■ **Data for this exercise**:
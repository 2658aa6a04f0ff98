//! CLI: 命令行接口和参数解析模块
//!
//! ## 主要功能
//!
//! - 命令行参数解析和验证
//! - 配置文件路径管理
//! - URL 列表处理（命令行参数和文件）
//! - 配置文件编辑器集成
//!
//! ## 支持的命令
//!
//! - 基本下载：`chunkfetch <url>`
//! - 批量下载：`chunkfetch -f urls.txt`
//! - 断点续传：`chunkfetch --resume <url>`
//! - 查询大小：`chunkfetch --size-only <url>`
//! - 编辑配置：`chunkfetch -e`
//! - 指定配置：`chunkfetch -c config.conf <url>`
//!
//! ## 平台支持
//!
//! - Windows: `%APPDATA%/chunkfetch/chunkfetch.conf`
//! - macOS: `~/Library/Application Support/chunkfetch/chunkfetch.conf`
//! - Linux: `~/.config/chunkfetch/chunkfetch.conf`

use clap::Parser;
use std::env;
use std::fs;
use std::path::{Path, PathBuf};

use crate::config::Config;
use crate::core::error::{DownloadError, DownloadResult};
use crate::utils::validator::validate_url;

/// 获取平台默认配置文件路径
pub fn default_config_path() -> String {
    #[cfg(target_os = "windows")]
    {
        let appdata = env::var("APPDATA").unwrap_or_else(|_| ".".to_string());
        format!("{}/chunkfetch/chunkfetch.conf", appdata)
    }
    #[cfg(target_os = "macos")]
    {
        let home = env::var("HOME").unwrap_or_else(|_| ".".to_string());
        format!("{}/Library/Application Support/chunkfetch/chunkfetch.conf", home)
    }
    #[cfg(not(any(target_os = "windows", target_os = "macos")))]
    {
        let home = env::var("HOME").unwrap_or_else(|_| ".".to_string());
        format!("{}/.config/chunkfetch/chunkfetch.conf", home)
    }
}

/// 打开配置文件编辑器
pub fn open_config_in_editor(config_path: &str) {
    #[cfg(target_os = "windows")]
    {
        std::process::Command::new("notepad").arg(config_path).status().ok();
    }
    #[cfg(target_os = "macos")]
    {
        std::process::Command::new("open").arg("-e").arg(config_path).status().ok();
    }
    #[cfg(not(any(target_os = "windows", target_os = "macos")))]
    {
        // 优先 $EDITOR，其次 xdg-open，最后 nano
        let editor = env::var("EDITOR").ok();
        let opened = match editor {
            Some(editor) => std::process::Command::new(editor).arg(config_path).status().is_ok(),
            None => false,
        };
        if !opened && std::process::Command::new("xdg-open").arg(config_path).status().is_err() {
            let _ = std::process::Command::new("nano").arg(config_path).status();
        }
    }
}

fn long_version() -> &'static str {
    concat!(
        env!("CARGO_PKG_VERSION"),
        "\n构建时间: ",
        env!("VERGEN_BUILD_TIMESTAMP"),
        "\n提交: ",
        env!("VERGEN_GIT_SHA")
    )
}

/// chunkfetch 命令行参数
///
/// 示例用法：
///   chunkfetch https://example.com/file.zip
///   chunkfetch -e  # 编辑配置文件
///   chunkfetch -c /path/to/config.conf https://example.com/file.zip
///   chunkfetch --resume -n file.zip https://example.com/file.zip
///
/// 更多用法请加 --help 查看
#[derive(Parser, Debug, Clone)]
#[command(
    name = "chunkfetch",
    author = "panzhifu",
    version = env!("CARGO_PKG_VERSION"),
    long_version = long_version(),
    about = "一个用 Rust 编写的并发分块、可断点续传的下载器",
    long_about = "所有任务共享有限数量的连接，按分块并发下载并按顺序写入，支持断点续传与大小查询。\n\n示例：\n  chunkfetch https://example.com/file.zip\n  chunkfetch -e\n  chunkfetch -j 16 -s 1048576 https://example.com/file.zip\n  chunkfetch --resume https://example.com/file.zip\n"
)]
pub struct Args {
    /// 要下载的URL列表（可同时指定多个）
    #[arg(required = false, help = "要下载的URL列表，可以同时指定多个URL。")]
    pub urls: Vec<String>,

    /// 包含URL列表的文件路径
    #[arg(short, long, help = "包含URL列表的文件路径，每行一个URL，# 开头为注释。")]
    pub file: Option<String>,

    /// 配置文件路径，默认为平台推荐路径
    #[arg(short = 'c', long, default_value_t = default_config_path(), help = "配置文件路径，默认为平台推荐路径。")]
    pub config: String,

    /// 编辑配置文件（-e 或 --edit）
    #[arg(short = 'e', long = "edit", help = "用系统默认编辑器打开配置文件并退出。")]
    pub edit_config: bool,

    /// 指定下载目录
    #[arg(long, short = 'd', help = "指定下载目录，覆盖配置文件中的设置。")]
    pub download_dir: Option<String>,

    /// 指定下载文件名
    #[arg(long, short = 'n', help = "指定下载文件名，覆盖URL自动推断，只能用于单个URL。")]
    pub file_name: Option<String>,

    #[arg(long, short = 'j', help = "所有任务共享的连接数上限，覆盖配置文件中的设置。")]
    pub handles: Option<usize>,

    #[arg(long, short = 's', help = "分块大小（字节），覆盖配置文件中的设置。")]
    pub chunk_size: Option<u64>,

    #[arg(long, short = 't', help = "单次请求超时时间（秒），覆盖配置文件中的设置。")]
    pub timeout: Option<u64>,

    #[arg(long, help = "从已存在的文件末尾继续下载。")]
    pub resume: bool,

    #[arg(long, conflicts_with = "resume", help = "只查询资源大小，不下载。")]
    pub size_only: bool,

    #[arg(long, help = "结束后以 JSON 输出每个任务的最终状态。")]
    pub json: bool,
}

impl Args {
    /// 解析命令行参数并加载、合并、校验配置
    pub fn parse_args() -> DownloadResult<(Self, Config)> {
        let args = Args::parse();

        // --edit 逻辑
        if args.edit_config {
            if !Path::new(&args.config).exists() {
                Config::default().save_with_tutorial(&args.config)?;
            }
            open_config_in_editor(&args.config);
            std::process::exit(0); // 退出程序
        }

        let config = args.load_config()?;
        Ok((args, config))
    }

    /// 加载或创建配置文件，合并命令行参数
    pub fn load_config(&self) -> DownloadResult<Config> {
        let mut config = Config::load(&self.config)?;
        config.merge_from_args(self);
        config
            .validate()
            .map_err(|e| DownloadError::Config(format!("配置无效: {}", e)))?;
        Ok(config)
    }

    /// 汇总命令行与文件中的URL
    pub fn get_urls(&self) -> DownloadResult<Vec<String>> {
        let mut urls = Vec::new();
        urls.extend_from_slice(&self.urls);

        if let Some(file_path) = &self.file {
            let content = fs::read_to_string(file_path)?;
            // 按行读取URL，忽略空行和注释
            for line in content.lines() {
                let line = line.trim();
                if !line.is_empty() && !line.starts_with('#') {
                    urls.push(line.to_string());
                }
            }
        }

        if urls.is_empty() {
            return Err(DownloadError::InvalidUrl(
                "未提供任何URL。请通过命令行参数或文件提供至少一个URL。".to_string(),
            ));
        }
        for url in &urls {
            validate_url(url)?;
        }
        if self.file_name.is_some() && urls.len() > 1 {
            return Err(DownloadError::Config("-n 只能用于单个URL".to_string()));
        }
        Ok(urls)
    }

    /// 计算URL对应的保存路径
    pub fn destination_for(&self, config: &Config, url: &str) -> PathBuf {
        let name = self
            .file_name
            .clone()
            .unwrap_or_else(|| extract_filename_from_url(url));
        Path::new(&config.download_dir).join(name)
    }
}

/// 从URL路径的最后一段推断文件名
pub fn extract_filename_from_url(url: &str) -> String {
    url::Url::parse(url)
        .ok()
        .and_then(|parsed| {
            parsed
                .path_segments()
                .and_then(|mut segments| segments.next_back().map(str::to_string))
        })
        .filter(|name| !name.is_empty())
        .unwrap_or_else(|| "download.bin".to_string())
}

// 测试模块
#[cfg(test)]
mod tests {
    use super::*;
    use tempfile::tempdir;

    #[test]
    fn test_args_parsing() {
        let args = Args::try_parse_from(["chunkfetch", "https://example.com/file.zip"]).unwrap();
        assert_eq!(args.urls, vec!["https://example.com/file.zip"]);
        assert!(!args.resume);
        assert!(args.handles.is_none());

        let args = Args::try_parse_from([
            "chunkfetch",
            "--resume",
            "-j",
            "4",
            "-t",
            "10",
            "--json",
            "https://example.com/file.zip",
        ])
        .unwrap();
        assert!(args.resume);
        assert!(args.json);
        assert_eq!(args.handles, Some(4));
        assert_eq!(args.timeout, Some(10));

        assert!(Args::try_parse_from(["chunkfetch", "--resume", "--size-only", "http://a/b"]).is_err());
    }

    #[test]
    fn test_config_loading() {
        let dir = tempdir().unwrap();
        let path = dir.path().join("chunkfetch.conf");
        let path = path.to_str().unwrap();

        let args = Args::try_parse_from(["chunkfetch", "-c", path, "-s", "4096", "https://example.com/f"]).unwrap();
        let config = args.load_config().unwrap();
        assert_eq!(config.chunk_size, 4096);
        assert!(Path::new(path).exists());

        let args = Args::try_parse_from(["chunkfetch", "-c", path, "-j", "0", "https://example.com/f"]).unwrap();
        assert!(matches!(args.load_config(), Err(DownloadError::Config(_))));
    }

    #[test]
    fn test_url_file_parsing() {
        let dir = tempdir().unwrap();
        let url_file = dir.path().join("urls.txt");
        let content = "# 这是一个注释\nhttps://example.com/file1.zip\n\n  https://example.com/file2.zip  \n";
        fs::write(&url_file, content).unwrap();

        let args = Args::try_parse_from(["chunkfetch", "-f", url_file.to_str().unwrap()]).unwrap();
        let urls = args.get_urls().unwrap();
        assert_eq!(urls.len(), 2);
        assert_eq!(urls[0], "https://example.com/file1.zip");
        assert_eq!(urls[1], "https://example.com/file2.zip");

        fs::write(&url_file, "not-a-url\n").unwrap();
        assert!(matches!(args.get_urls(), Err(DownloadError::InvalidUrl(_))));
    }

    #[test]
    fn test_missing_urls() {
        let args = Args::try_parse_from(["chunkfetch"]).unwrap();
        assert!(args.get_urls().is_err());

        let args = Args::try_parse_from(["chunkfetch", "-n", "x.bin", "http://a.com/1", "http://a.com/2"]).unwrap();
        assert!(matches!(args.get_urls(), Err(DownloadError::Config(_))));
    }

    #[test]
    fn test_destination_for() {
        let mut config = Config::default();
        config.download_dir = "/data".to_string();
        let args = Args::try_parse_from(["chunkfetch", "http://example.com/pub/file.iso?x=1"]).unwrap();
        assert_eq!(
            args.destination_for(&config, "http://example.com/pub/file.iso?x=1"),
            PathBuf::from("/data/file.iso")
        );
        assert_eq!(extract_filename_from_url("http://example.com/"), "download.bin");
    }
}
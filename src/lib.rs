//! chunkfetch: 并发分块、可断点续传的下载库
//!
//! 一个 [`Downloader`] 实例拥有一个工作线程，所有传输都在该线程上复用
//! 有限数量的连接句柄完成。调用方可以在任意线程上创建、移除、等待任务。

pub mod cli;
pub mod config;
pub mod core;
pub mod ui;
pub mod utils;

pub use crate::core::{
    ByteRange, Destination, DownloadError, DownloadResult, Downloader, DownloaderStats, Hints,
    TaskHandle, TaskInfo, TaskKind, TaskState, TaskStatus,
};
//! Relation property endpoints

use axum::{
    extract::{Path, Query, State},
    routing::{post, put},
    Json, Router,
};
use boardsync_common::models::{Board, Card};
use serde::Deserialize;
use uuid::Uuid;

use crate::{error::ApiResult, AppState};

/// POST /api/boards/:id/relations/:property_id request
#[derive(Debug, Default, Deserialize)]
pub struct LinkRequest {
    /// Name of the inverse property if one gets created
    #[serde(default)]
    pub label: Option<String>,
}

/// PUT /api/boards/:id/relations/:property_id/cards/:card_id request
#[derive(Debug, Deserialize)]
pub struct RelatedCardsRequest {
    pub card_ids: Vec<Uuid>,
}

#[derive(Debug, Default, Deserialize)]
pub struct RemoveParams {
    #[serde(default)]
    pub remove_both: bool,
}

/// POST /api/boards/:id/relations/:property_id
pub async fn link_relation(
    State(state): State<AppState>,
    Path((board_id, property_id)): Path<(Uuid, String)>,
    request: Option<Json<LinkRequest>>,
) -> ApiResult<Json<Board>> {
    let label = request.and_then(|Json(r)| r.label);
    let board = state
        .service
        .sync_relation_property(board_id, &property_id, label)
        .await?;
    Ok(Json(board))
}

/// PUT /api/boards/:id/relations/:property_id/cards/:card_id
pub async fn set_related_cards(
    State(state): State<AppState>,
    Path((board_id, property_id, card_id)): Path<(Uuid, String, Uuid)>,
    Json(request): Json<RelatedCardsRequest>,
) -> ApiResult<Json<Card>> {
    let card = state
        .service
        .sync_related_cards_values(board_id, &property_id, card_id, request.card_ids)
        .await?;
    Ok(Json(card))
}

/// DELETE /api/boards/:id/relations/:property_id?remove_both=
pub async fn remove_relation(
    State(state): State<AppState>,
    Path((board_id, property_id)): Path<(Uuid, String)>,
    Query(params): Query<RemoveParams>,
) -> ApiResult<Json<Board>> {
    let board = state
        .service
        .remove_relation_property(board_id, &property_id, params.remove_both)
        .await?;
    Ok(Json(board))
}

pub fn relation_routes() -> Router<AppState> {
    Router::new()
        .route(
            "/api/boards/:id/relations/:property_id",
            post(link_relation).delete(remove_relation),
        )
        .route(
            "/api/boards/:id/relations/:property_id/cards/:card_id",
            put(set_related_cards),
        )
}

■ **Work item**: Copy out each line of the data where the string "timeout" appears.

■ **Exercise result**:
    pub timeout: Option<u64>,
        assert_eq!(args.timeout, Some(10));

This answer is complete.